When you reach the line that contains "## Module Organization" in the data below, start reproducing lines exactly, and stop after the line that contains "pub mod routes;".

[Stored data]
──────────
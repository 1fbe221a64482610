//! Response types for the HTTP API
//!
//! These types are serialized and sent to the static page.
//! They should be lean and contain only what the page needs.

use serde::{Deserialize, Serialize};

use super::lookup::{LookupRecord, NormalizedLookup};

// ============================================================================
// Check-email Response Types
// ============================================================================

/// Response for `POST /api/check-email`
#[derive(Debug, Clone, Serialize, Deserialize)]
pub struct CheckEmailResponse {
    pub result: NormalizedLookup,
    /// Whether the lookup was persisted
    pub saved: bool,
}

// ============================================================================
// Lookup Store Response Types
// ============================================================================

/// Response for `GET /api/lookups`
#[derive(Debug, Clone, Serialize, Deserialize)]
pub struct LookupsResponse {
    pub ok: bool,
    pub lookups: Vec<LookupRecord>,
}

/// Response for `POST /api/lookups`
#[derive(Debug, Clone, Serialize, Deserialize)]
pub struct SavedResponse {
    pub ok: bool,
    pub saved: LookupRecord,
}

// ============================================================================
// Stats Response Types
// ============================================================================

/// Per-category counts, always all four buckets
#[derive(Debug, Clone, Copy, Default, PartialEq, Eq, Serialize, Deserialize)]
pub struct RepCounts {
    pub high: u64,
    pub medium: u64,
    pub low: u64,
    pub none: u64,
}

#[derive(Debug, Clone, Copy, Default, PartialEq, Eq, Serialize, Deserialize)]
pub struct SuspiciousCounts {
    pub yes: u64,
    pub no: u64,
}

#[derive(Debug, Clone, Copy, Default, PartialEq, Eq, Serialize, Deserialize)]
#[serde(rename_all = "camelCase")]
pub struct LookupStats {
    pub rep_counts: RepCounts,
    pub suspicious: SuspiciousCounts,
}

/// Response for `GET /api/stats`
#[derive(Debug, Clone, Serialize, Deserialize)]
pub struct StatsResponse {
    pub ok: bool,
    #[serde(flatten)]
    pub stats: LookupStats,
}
──────────
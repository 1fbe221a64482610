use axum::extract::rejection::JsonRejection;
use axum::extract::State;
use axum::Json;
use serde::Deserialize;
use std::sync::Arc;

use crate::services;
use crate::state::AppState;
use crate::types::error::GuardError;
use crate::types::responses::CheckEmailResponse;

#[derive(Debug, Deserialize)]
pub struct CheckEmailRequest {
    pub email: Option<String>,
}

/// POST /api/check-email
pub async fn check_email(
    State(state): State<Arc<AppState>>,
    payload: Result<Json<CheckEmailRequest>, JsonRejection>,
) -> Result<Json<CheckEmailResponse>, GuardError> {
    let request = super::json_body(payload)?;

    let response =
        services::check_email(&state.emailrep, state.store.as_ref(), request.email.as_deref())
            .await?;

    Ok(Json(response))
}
──────────
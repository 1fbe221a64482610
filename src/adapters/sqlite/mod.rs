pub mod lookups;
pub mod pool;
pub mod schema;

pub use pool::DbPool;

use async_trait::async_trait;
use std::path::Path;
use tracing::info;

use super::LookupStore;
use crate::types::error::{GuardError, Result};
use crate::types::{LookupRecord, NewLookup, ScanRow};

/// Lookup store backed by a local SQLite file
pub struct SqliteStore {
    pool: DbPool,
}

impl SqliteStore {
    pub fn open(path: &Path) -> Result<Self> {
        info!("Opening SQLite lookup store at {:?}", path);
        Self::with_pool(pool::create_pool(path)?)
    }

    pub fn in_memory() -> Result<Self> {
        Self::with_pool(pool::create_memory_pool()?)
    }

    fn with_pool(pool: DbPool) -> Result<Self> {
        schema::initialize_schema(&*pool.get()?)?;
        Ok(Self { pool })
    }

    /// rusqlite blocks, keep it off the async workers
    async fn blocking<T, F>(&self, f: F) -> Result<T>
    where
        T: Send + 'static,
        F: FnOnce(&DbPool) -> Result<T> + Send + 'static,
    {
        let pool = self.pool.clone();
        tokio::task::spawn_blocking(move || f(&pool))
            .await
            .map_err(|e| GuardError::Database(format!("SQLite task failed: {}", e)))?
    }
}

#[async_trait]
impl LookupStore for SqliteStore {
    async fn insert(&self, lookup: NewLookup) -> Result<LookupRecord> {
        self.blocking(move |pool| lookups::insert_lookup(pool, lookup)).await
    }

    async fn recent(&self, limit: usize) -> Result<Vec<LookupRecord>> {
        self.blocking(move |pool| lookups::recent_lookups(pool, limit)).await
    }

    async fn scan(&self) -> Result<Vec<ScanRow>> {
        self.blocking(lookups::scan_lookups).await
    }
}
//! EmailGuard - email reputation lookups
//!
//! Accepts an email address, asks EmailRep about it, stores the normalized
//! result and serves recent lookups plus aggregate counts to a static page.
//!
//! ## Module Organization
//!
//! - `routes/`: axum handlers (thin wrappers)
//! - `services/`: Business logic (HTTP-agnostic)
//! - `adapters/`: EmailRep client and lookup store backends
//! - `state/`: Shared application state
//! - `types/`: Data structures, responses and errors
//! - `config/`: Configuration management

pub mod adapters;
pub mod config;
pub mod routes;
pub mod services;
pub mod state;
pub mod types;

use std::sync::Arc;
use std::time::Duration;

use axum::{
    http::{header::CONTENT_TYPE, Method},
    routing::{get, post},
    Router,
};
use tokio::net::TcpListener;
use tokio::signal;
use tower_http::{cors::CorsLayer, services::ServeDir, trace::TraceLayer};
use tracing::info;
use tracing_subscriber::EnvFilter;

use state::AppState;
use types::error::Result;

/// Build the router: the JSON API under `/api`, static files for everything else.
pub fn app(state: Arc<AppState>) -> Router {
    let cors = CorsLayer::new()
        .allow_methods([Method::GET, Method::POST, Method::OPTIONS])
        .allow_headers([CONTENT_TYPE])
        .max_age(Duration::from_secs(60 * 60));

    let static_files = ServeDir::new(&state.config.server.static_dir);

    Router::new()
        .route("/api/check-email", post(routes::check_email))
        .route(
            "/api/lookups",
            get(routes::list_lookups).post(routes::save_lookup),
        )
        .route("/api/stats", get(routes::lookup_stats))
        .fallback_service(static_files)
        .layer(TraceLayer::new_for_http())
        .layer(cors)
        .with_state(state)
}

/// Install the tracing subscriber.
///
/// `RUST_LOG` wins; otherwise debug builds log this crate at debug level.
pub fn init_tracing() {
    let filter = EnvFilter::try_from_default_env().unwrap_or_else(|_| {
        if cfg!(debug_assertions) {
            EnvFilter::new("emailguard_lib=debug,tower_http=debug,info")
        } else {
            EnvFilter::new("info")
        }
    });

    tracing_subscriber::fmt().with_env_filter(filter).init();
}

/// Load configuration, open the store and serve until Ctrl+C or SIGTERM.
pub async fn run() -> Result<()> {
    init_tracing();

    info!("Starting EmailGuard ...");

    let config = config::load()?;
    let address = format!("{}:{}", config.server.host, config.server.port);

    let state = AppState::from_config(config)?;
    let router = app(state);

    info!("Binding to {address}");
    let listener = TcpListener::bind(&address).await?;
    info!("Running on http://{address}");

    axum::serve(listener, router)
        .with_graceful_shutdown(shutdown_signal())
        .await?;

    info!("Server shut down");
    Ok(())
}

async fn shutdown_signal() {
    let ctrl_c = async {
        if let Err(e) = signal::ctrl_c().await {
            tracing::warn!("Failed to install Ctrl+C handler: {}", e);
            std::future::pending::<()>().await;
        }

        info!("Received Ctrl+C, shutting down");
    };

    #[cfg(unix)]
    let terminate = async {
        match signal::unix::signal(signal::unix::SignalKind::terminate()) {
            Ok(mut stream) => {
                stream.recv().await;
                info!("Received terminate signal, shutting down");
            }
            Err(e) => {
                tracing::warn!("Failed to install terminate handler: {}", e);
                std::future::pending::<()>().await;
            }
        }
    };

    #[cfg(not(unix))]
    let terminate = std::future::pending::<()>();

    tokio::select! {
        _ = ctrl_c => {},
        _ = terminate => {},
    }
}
──────────
- Answer for this exercise -
//! ## Module Organization
//!
//! - `routes/`: axum handlers (thin wrappers)
//! - `services/`: Business logic (HTTP-agnostic)
//! - `adapters/`: EmailRep client and lookup store backends
//! - `state/`: Shared application state
//! - `types/`: Data structures, responses and errors
//! - `config/`: Configuration management

pub mod adapters;
pub mod config;
pub mod routes;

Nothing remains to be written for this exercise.